Mammograms, by contrast, are not terribly expensive. It is unlikely that Medicare—or anyone—would cut fees. But there is “shared-decision-making” legislation under consideration that would pay health care professionals for the time it takes to give patients a full understanding of the risks and benefits of mammograms, as well as other elective tests and treatments. We know that when patients are fully informed, they decide against elective procedures 20 % to 30% of the time.
Meanwhile, doctors like Boston surgeon Atul Gawande are calling attention to the fact that complications following surgery kill more Americans each year than car accidents. Prudent physicians who share decision-making with their patients explain the dangers.
In the film, Money-Driven Medicine, Dr. Jim Weinstein, who spent the first half of his career as an extremely successful orthopedic surgeon, explains that often he just didn’t feel that his patients were “getting a fair shake.”
"When it came to risk," he says, "I knew that many of my patients were thinking, 'I trust my doctor.
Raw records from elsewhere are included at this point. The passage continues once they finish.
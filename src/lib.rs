//! Pandash - pandemic statistics dashboard for the terminal.
//!
//! Pandash loads a country list, fetches current and historical COVID-19
//! statistics for the selected country and renders summary cards, a
//! line chart over a user-chosen date range and a population doughnut.
//!
//! # Architecture
//!
//! - `api`: REST data sources and request tagging
//! - `series`: date ranges and chart-ready series
//! - `stats`: percentages, recovery estimate, compact numbers
//! - `core`: domain types, configuration and errors
//! - `tui`: terminal dashboard
//! - `cli`: command-line interface
//!
//! # Example
//!
//! ```no_run
//! use pandash_lib::core::Config;
//! use pandash_lib::Application;
//!
//! #[tokio::main]
//! async fn main() -> Result<(), Box<dyn std::error::Error>> {
//!     let config = Config::default();
//!     let app = Application::new(config)?;
//!     app.run(None).await?;
//!     Ok(())
//! }
//! ```

#![warn(missing_docs)]
#![warn(clippy::all)]
#![warn(clippy::pedantic)]
#![allow(clippy::module_name_repetitions)]
#![allow(clippy::must_use_candidate)]

pub mod api;
pub mod application;
pub mod cli;
pub mod core;
pub mod series;
pub mod stats;
pub mod tui;

// Re-export core types for convenience
pub use crate::application::Application;
pub use crate::core::{Config, DashError, Result};
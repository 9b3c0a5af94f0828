//! Last-country-wins bookkeeping for in-flight fetches.
//!
//! Every fetch is tagged with a generation and the country it targets.
//! Only the most recently issued tag may commit; anything older is stale,
//! however late it resolves.

/// Identity of one fetch.
#[derive(Debug, Clone, PartialEq, Eq)]
pub struct RequestTag {
    /// Monotonic generation number
    pub generation: u64,
    /// Country code the fetch targets
    pub country: String,
}

/// Issues tags and judges which outcome is current.
#[derive(Debug, Default)]
pub struct RequestTracker {
    generation: u64,
    current: Option<RequestTag>,
}

impl RequestTracker {
    /// Create a tracker with nothing in flight.
    pub fn new() -> Self {
        Self::default()
    }

    /// Start a fetch for `country`, superseding any earlier one.
    pub fn begin(&mut self, country: &str) -> RequestTag {
        self.generation += 1;
        let tag = RequestTag {
            generation: self.generation,
            country: country.to_string(),
        };
        self.current = Some(tag.clone());
        tag
    }

    /// True only for the latest tag that has not been completed yet.
    pub fn is_current(&self, tag: &RequestTag) -> bool {
        self.current.as_ref() == Some(tag)
    }

    /// Accept an outcome's tag. Returns false (and changes nothing) for stale tags.
    pub fn complete(&mut self, tag: &RequestTag) -> bool {
        if self.is_current(tag) {
            self.current = None;
            true
        } else {
            tracing::warn!(
                "Discarding stale result for '{}' (generation {}, latest {})",
                tag.country,
                tag.generation,
                self.generation
            );
            false
        }
    }

    /// Whether a fetch is outstanding.
    pub fn in_flight(&self) -> bool {
        self.current.is_some()
    }
}
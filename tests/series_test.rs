//! Date range and chart series behaviour.

mod common;

use common::date;
use pandash_lib::core::{CurrentStats, DashError, HistoricalSeries};
use pandash_lib::series::{self, DateRange, RangeBound};
use pandash_lib::stats;
use pretty_assertions::assert_eq;
use std::collections::HashMap;

fn daily(start_day: u32, values: &[u64]) -> HashMap<String, u64> {
    values
        .iter()
        .enumerate()
        .map(|(i, v)| (format!("1/{}/21", start_day + i as u32), *v))
        .collect()
}

fn history(cases: &[u64]) -> HistoricalSeries {
    HistoricalSeries::from_raw(&daily(1, cases), &HashMap::new(), &HashMap::new())
}

#[test]
fn test_start_after_end_leaves_range_unchanged() {
    let today = date(2023, 6, 1);
    let mut range = DateRange::new(date(2021, 1, 1), date(2021, 6, 1), today).unwrap();

    assert!(!range.set(RangeBound::Start, date(2021, 7, 1), today));
    assert_eq!((range.start(), range.end()), (date(2021, 1, 1), date(2021, 6, 1)));
}

#[test]
fn test_future_edit_leaves_range_unchanged() {
    let today = date(2023, 6, 1);
    let mut range = DateRange::new(date(2021, 1, 1), date(2021, 6, 1), today).unwrap();

    assert!(!range.set(RangeBound::End, date(2023, 6, 2), today));
    assert!(!range.shift_months(RangeBound::End, 30, today));
    assert_eq!(range.end(), date(2021, 6, 1));
}

#[test]
fn test_requested_window_clamps_to_data() {
    let series = history(&[1, 2, 3, 4, 5, 6, 7, 8, 9, 10]);
    let range = DateRange::new(date(2020, 1, 1), date(2022, 1, 1), date(2023, 1, 1)).unwrap();

    let chart = series::transform(&series, &range).unwrap();
    assert_eq!(chart.effective_start, date(2021, 1, 1));
    assert_eq!(chart.effective_end, date(2021, 1, 10));
    assert_eq!(chart.dates.len(), 10);
}

#[test]
fn test_window_outside_data_is_no_data() {
    let series = history(&[1, 2, 3]);
    let range = DateRange::new(date(2022, 1, 1), date(2022, 2, 1), date(2023, 1, 1)).unwrap();

    let err = series::transform(&series, &range).unwrap_err();
    assert!(matches!(err, DashError::NoDataForRange { .. }));
    assert_eq!(
        err.user_message(),
        "No data available for the selected date range. Please select a different range."
    );
}

#[test]
fn test_peak_in_millions() {
    let series = history(&[100_000, 500_000, 300_000]);
    let range = DateRange::new(date(2021, 1, 1), date(2021, 1, 3), date(2023, 1, 1)).unwrap();

    let chart = series::transform(&series, &range).unwrap();
    assert_eq!(chart.cases_m, vec![0.1, 0.5, 0.3]);
    assert_eq!(chart.peak.index, 1);
    assert_eq!(chart.peak.value_label(), "0.5");
    assert_eq!(chart.peak.date, date(2021, 1, 2));
}

#[test]
fn test_y_axis_rules() {
    assert_eq!(series::y_axis(0.83), (1.0, 0.2));
    assert_eq!(series::y_axis(5.2), (7.0, 0.5));
}

#[test]
fn test_percentages_and_estimate() {
    assert_eq!(stats::calculate_percentage(Some(0), Some(100)), "0.00%");
    assert_eq!(stats::calculate_percentage(Some(50), Some(200)), "25.00%");

    let only_cases = CurrentStats {
        cases: 1000,
        ..CurrentStats::default()
    };
    assert_eq!(stats::recovered(&only_cases).count(), 970);
    assert!(stats::stat_cards(&only_cases)[1].estimated);
}

#[test]
fn test_peak_label_matches_fixed_point_rounding() {
    let label = |cases: u64| {
        let range = DateRange::new(date(2021, 1, 1), date(2021, 1, 1), date(2023, 1, 1)).unwrap();
        series::transform(&history(&[cases]), &range).unwrap().peak.value_label()
    };

    assert_eq!(label(350_000), "0.3");
    assert_eq!(label(150_000), "0.1");
    assert_eq!(label(2_650_000), "2.6");
    assert_eq!(label(250_000), "0.3");
}

#[test]
fn test_percentage_ties_round_up() {
    assert_eq!(stats::calculate_percentage(Some(1), Some(800)), "0.13%");
    assert_eq!(stats::calculate_percentage(Some(5), Some(800)), "0.63%");
    assert_eq!(stats::format_grouped(Some(125_584_838)), "125,584,838");
}
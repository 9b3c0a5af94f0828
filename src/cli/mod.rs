//! Command-line interface for pandash.
//!
//! Just run `pandash` to open the dashboard on the default country.

use crate::application::Application;
use crate::core::config::ConfigBuilder;
use crate::core::{Config, DashError, Result};
use crate::series::range::parse_iso_date;
use crate::series::DateRange;
use crate::tui;
use chrono::NaiveDate;
use clap::Parser;
use std::path::PathBuf;
use std::time::Duration;
use tracing_subscriber::fmt::writer::BoxMakeWriter;

/// Pandemic statistics dashboard for the terminal
#[derive(Parser, Debug, Default)]
#[command(name = "pandash")]
#[command(version, about, long_about = None)]
pub struct Cli {
    /// Two-letter country code shown on startup
    #[arg(long, env = "PANDASH_COUNTRY")]
    pub country: Option<String>,

    /// First day of the range (YYYY-MM-DD)
    #[arg(long, env = "PANDASH_START", value_parser = parse_date_arg)]
    pub start: Option<NaiveDate>,

    /// Last day of the range (YYYY-MM-DD, default: today)
    #[arg(long, env = "PANDASH_END", value_parser = parse_date_arg)]
    pub end: Option<NaiveDate>,

    /// Configuration file path (default: ~/.config/pandash/config.yaml)
    #[arg(short, long, env = "PANDASH_CONFIG")]
    pub config: Option<PathBuf>,

    /// Days of history to request
    #[arg(long, env = "PANDASH_LOOKBACK_DAYS")]
    pub lookback_days: Option<u32>,

    /// Request timeout in seconds
    #[arg(long, env = "PANDASH_TIMEOUT")]
    pub timeout: Option<u64>,

    /// Append logs to this file
    #[arg(long, env = "PANDASH_LOG_FILE")]
    pub log_file: Option<PathBuf>,

    /// Enable debug logging
    #[arg(short, long, env = "PANDASH_DEBUG")]
    pub debug: bool,

    /// Print a one-off summary instead of opening the dashboard
    #[arg(long)]
    pub report: bool,

    /// Validate configuration and exit
    #[arg(long)]
    pub check_config: bool,
}

fn parse_date_arg(input: &str) -> std::result::Result<NaiveDate, String> {
    parse_iso_date(input).map_err(|e| e.to_string())
}

/// Default config file location.
pub fn default_config_path() -> Option<PathBuf> {
    dirs::config_dir().map(|d| d.join("pandash").join("config.yaml"))
}

impl Cli {
    /// Parse command-line arguments.
    pub fn parse_args() -> Self {
        Cli::parse()
    }

    /// Load configuration with proper precedence:
    /// 1. CLI arguments and environment variables (highest priority)
    /// 2. Config file
    /// 3. Defaults (lowest priority)
    pub async fn load_config(&self) -> Result<Config> {
        let mut builder = ConfigBuilder::new();

        let config_path = match &self.config {
            Some(path) => Some(path.clone()),
            None => default_config_path().filter(|p| p.exists()),
        };

        if let Some(config_path) = config_path {
            match tokio::fs::read_to_string(&config_path).await {
                Ok(content) => {
                    builder = builder.from_yaml(&content)?;
                    tracing::info!("Loaded configuration from: {:?}", config_path);
                },
                Err(e) if self.config.is_some() => {
                    // User explicitly specified a config file that doesn't exist
                    return Err(DashError::config(format!(
                        "Failed to read config file {:?}: {}",
                        config_path, e
                    )));
                },
                Err(_) => {
                    tracing::debug!("No config file found at {:?}, using defaults", config_path);
                },
            }
        }

        self.build_config_from_args(builder)
    }

    fn build_config_from_args(&self, mut builder: ConfigBuilder) -> Result<Config> {
        if let Some(country) = &self.country {
            builder = builder.default_country(country);
        }
        if let Some(days) = self.lookback_days {
            builder = builder.lookback_days(days);
        }
        if let Some(secs) = self.timeout {
            builder = builder.request_timeout(Duration::from_secs(secs));
        }
        if let Some(path) = &self.log_file {
            builder = builder.log_file(path.clone());
        }

        builder.debug(self.debug).build()
    }

    /// Range requested on the command line, if any.
    pub fn initial_range(&self, config: &Config, today: NaiveDate) -> Result<Option<DateRange>> {
        if self.start.is_none() && self.end.is_none() {
            return Ok(None);
        }
        let start = self.start.unwrap_or(config.ui.default_start);
        let end = self.end.unwrap_or(today);
        DateRange::new(start, end, today).map(Some)
    }

    /// Level filter text, before `RUST_LOG` is consulted.
    pub fn log_level(&self, config: &Config) -> String {
        if let Ok(level) = std::env::var("PANDASH_LOG_LEVEL") {
            return level;
        }
        if self.debug || config.debug {
            return "debug".to_string();
        }
        config.logging.level.as_str().to_string()
    }

    /// Initialize logging based on configuration.
    ///
    /// The dashboard owns the terminal, so it logs to `logging.file` or
    /// nowhere; report and check modes log to stderr.
    pub fn init_logging(&self, config: &Config) -> Result<()> {
        use tracing_subscriber::{layer::SubscriberExt, util::SubscriberInitExt, EnvFilter};

        let filter = EnvFilter::try_from_default_env().unwrap_or_else(|_| EnvFilter::new(self.log_level(config)));

        let (writer, ansi) = if let Some(path) = &config.logging.file {
            let file = std::fs::OpenOptions::new().create(true).append(true).open(path)?;
            (BoxMakeWriter::new(std::sync::Mutex::new(file)), false)
        } else if self.report || self.check_config {
            (BoxMakeWriter::new(std::io::stderr), true)
        } else {
            (BoxMakeWriter::new(std::io::sink), false)
        };

        let fmt_layer = tracing_subscriber::fmt::layer()
            .with_writer(writer)
            .with_ansi(ansi)
            .with_target(self.debug)
            .compact();

        tracing_subscriber::registry()
            .with(filter)
            .with(fmt_layer)
            .try_init()
            .map_err(|e| DashError::config(format!("Failed to initialize logging: {}", e)))?;

        Ok(())
    }
}

/// Execute the pandash application.
pub async fn execute(cli: Cli) -> Result<()> {
    // Load and validate configuration
    let config = cli.load_config().await?;
    cli.init_logging(&config)?;

    if cli.check_config {
        config.validate()?;
        println!("Configuration is valid!");
        println!("  Catalog: {}", config.api.catalog_url);
        println!("  Statistics: {}", config.api.stats_base_url);
        println!("  History: {} (last {} days)", config.api.historical_base_url, config.api.lookback_days);
        println!("  Timeout: {:?}", config.api.request_timeout);
        println!("  Default country: {}", config.ui.default_country);
        println!("  Default start: {}", config.ui.default_start);
        return Ok(());
    }

    let today = tui::today();
    let range = cli.initial_range(&config, today)?;

    if cli.report {
        let range = range.unwrap_or_else(|| DateRange::default_for(config.ui.default_start, today));
        let app = Application::new(config)?;
        let text = app.report(range).await?;
        print!("{}", text);
        return Ok(());
    }

    tracing::info!("Starting pandash with terminal UI...");
    Application::new(config)?.run(range).await
}
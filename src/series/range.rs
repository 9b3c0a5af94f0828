//! The user-editable date window and its edit rules.
//!
//! Both ends are inclusive and always satisfy
//! `earliest_allowed() <= start <= end <= today`. Edits that would break
//! this are dropped without an error; the setters report whether the edit
//! was applied.

use crate::core::{DashError, Result};
use chrono::{Months, NaiveDate};
use std::fmt;

/// First day any range may start on.
pub fn earliest_allowed() -> NaiveDate {
    NaiveDate::from_ymd_opt(2020, 1, 1).expect("Valid earliest date")
}

/// Which end of the range an edit targets.
#[derive(Debug, Clone, Copy, PartialEq, Eq)]
pub enum RangeBound {
    /// First day
    Start,
    /// Last day
    End,
}

impl RangeBound {
    /// The other bound.
    pub fn toggle(self) -> Self {
        match self {
            RangeBound::Start => RangeBound::End,
            RangeBound::End => RangeBound::Start,
        }
    }
}

/// Inclusive calendar date window.
#[derive(Debug, Clone, Copy, PartialEq, Eq)]
pub struct DateRange {
    start: NaiveDate,
    end: NaiveDate,
}

impl DateRange {
    /// Build a range, checking every invariant against `today`.
    pub fn new(start: NaiveDate, end: NaiveDate, today: NaiveDate) -> Result<Self> {
        if start < earliest_allowed() || start > end || end > today {
            return Err(DashError::config(format!(
                "Invalid date range {} .. {} (allowed {} .. {})",
                start,
                end,
                earliest_allowed(),
                today
            )));
        }
        Ok(Self { start, end })
    }

    /// `default_start ..= today`, falling back to the earliest allowed start
    /// if `default_start` lies after today.
    pub fn default_for(default_start: NaiveDate, today: NaiveDate) -> Self {
        let start = default_start.max(earliest_allowed());
        let start = if start > today { earliest_allowed().min(today) } else { start };
        Self { start, end: today }
    }

    /// First day.
    #[inline]
    pub fn start(&self) -> NaiveDate {
        self.start
    }

    /// Last day.
    #[inline]
    pub fn end(&self) -> NaiveDate {
        self.end
    }

    /// Read one bound.
    pub fn bound(&self, bound: RangeBound) -> NaiveDate {
        match bound {
            RangeBound::Start => self.start,
            RangeBound::End => self.end,
        }
    }

    /// Try to move the start. Returns false (and changes nothing) when the
    /// new start is after the current end, after today, or before 2020.
    pub fn set_start(&mut self, start: NaiveDate, today: NaiveDate) -> bool {
        if start > self.end || start > today || start < earliest_allowed() {
            tracing::debug!("Rejected start edit {} for range {}", start, self);
            return false;
        }
        self.start = start;
        true
    }

    /// Try to move the end. Returns false (and changes nothing) when the
    /// new end is before the current start or after today.
    pub fn set_end(&mut self, end: NaiveDate, today: NaiveDate) -> bool {
        if end < self.start || end > today {
            tracing::debug!("Rejected end edit {} for range {}", end, self);
            return false;
        }
        self.end = end;
        true
    }

    /// Try to set one bound.
    pub fn set(&mut self, bound: RangeBound, date: NaiveDate, today: NaiveDate) -> bool {
        match bound {
            RangeBound::Start => self.set_start(date, today),
            RangeBound::End => self.set_end(date, today),
        }
    }

    /// Shift one bound by a number of days; rejected like any other edit.
    pub fn shift_days(&mut self, bound: RangeBound, days: i64, today: NaiveDate) -> bool {
        match self.bound(bound).checked_add_signed(chrono::Duration::days(days)) {
            Some(date) => self.set(bound, date, today),
            None => false,
        }
    }

    /// Shift one bound by whole months (day clamped to month length).
    pub fn shift_months(&mut self, bound: RangeBound, months: i32, today: NaiveDate) -> bool {
        let current = self.bound(bound);
        let moved = if months >= 0 {
            current.checked_add_months(Months::new(months.unsigned_abs()))
        } else {
            current.checked_sub_months(Months::new(months.unsigned_abs()))
        };
        match moved {
            Some(date) => self.set(bound, date, today),
            None => false,
        }
    }
}

impl fmt::Display for DateRange {
    /// `DD-MM-YYYY - DD-MM-YYYY`, the header's range label.
    fn fmt(&self, f: &mut fmt::Formatter<'_>) -> fmt::Result {
        write!(f, "{} - {}", self.start.format("%d-%m-%Y"), self.end.format("%d-%m-%Y"))
    }
}

/// Parse a `YYYY-MM-DD` command-line or config date.
pub fn parse_iso_date(input: &str) -> Result<NaiveDate> {
    NaiveDate::parse_from_str(input.trim(), "%Y-%m-%d").map_err(|_| DashError::InvalidDate {
        input: input.to_string(),
    })
}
He is so good that nothing bad will happen to me.' I wanted to say, 'Wait. Stop. This is important. You could die. You could get an infection.'". Ultimately, Weinstein devoted the second half of his career to spear-heading the shared-decision-making movement at Dartmouth.
As care becomes more patient-centered, wise physicians are urging patients to consider their options. Try medication, physical therapy, or change of diet first. Don’t rush into anything. Sometimes back pain disappears. In many cases, outcomes are better for patients diagnosed with early-stage prostate cancer who choose “watchful waiting” rather than radiation. Breast cancer patients who choose lumpectomies over mastectomies are just as likely to survive, though in the worst-case scenarios, they may have to return for additional treatment.
Recently I quoted Dr. Donald Berwick, president of the Institute for Health Care Improvement: “The best health care is the very, very least healthcare that we need. The best hospital bed is empty not full. . . The best CT-scan, the one we don’t need.” This is the lesson that Americans need to learn—as quickly as possible. If they don’t, health care reform will sink under its own weight, wrecked by over-treatment and over-spending.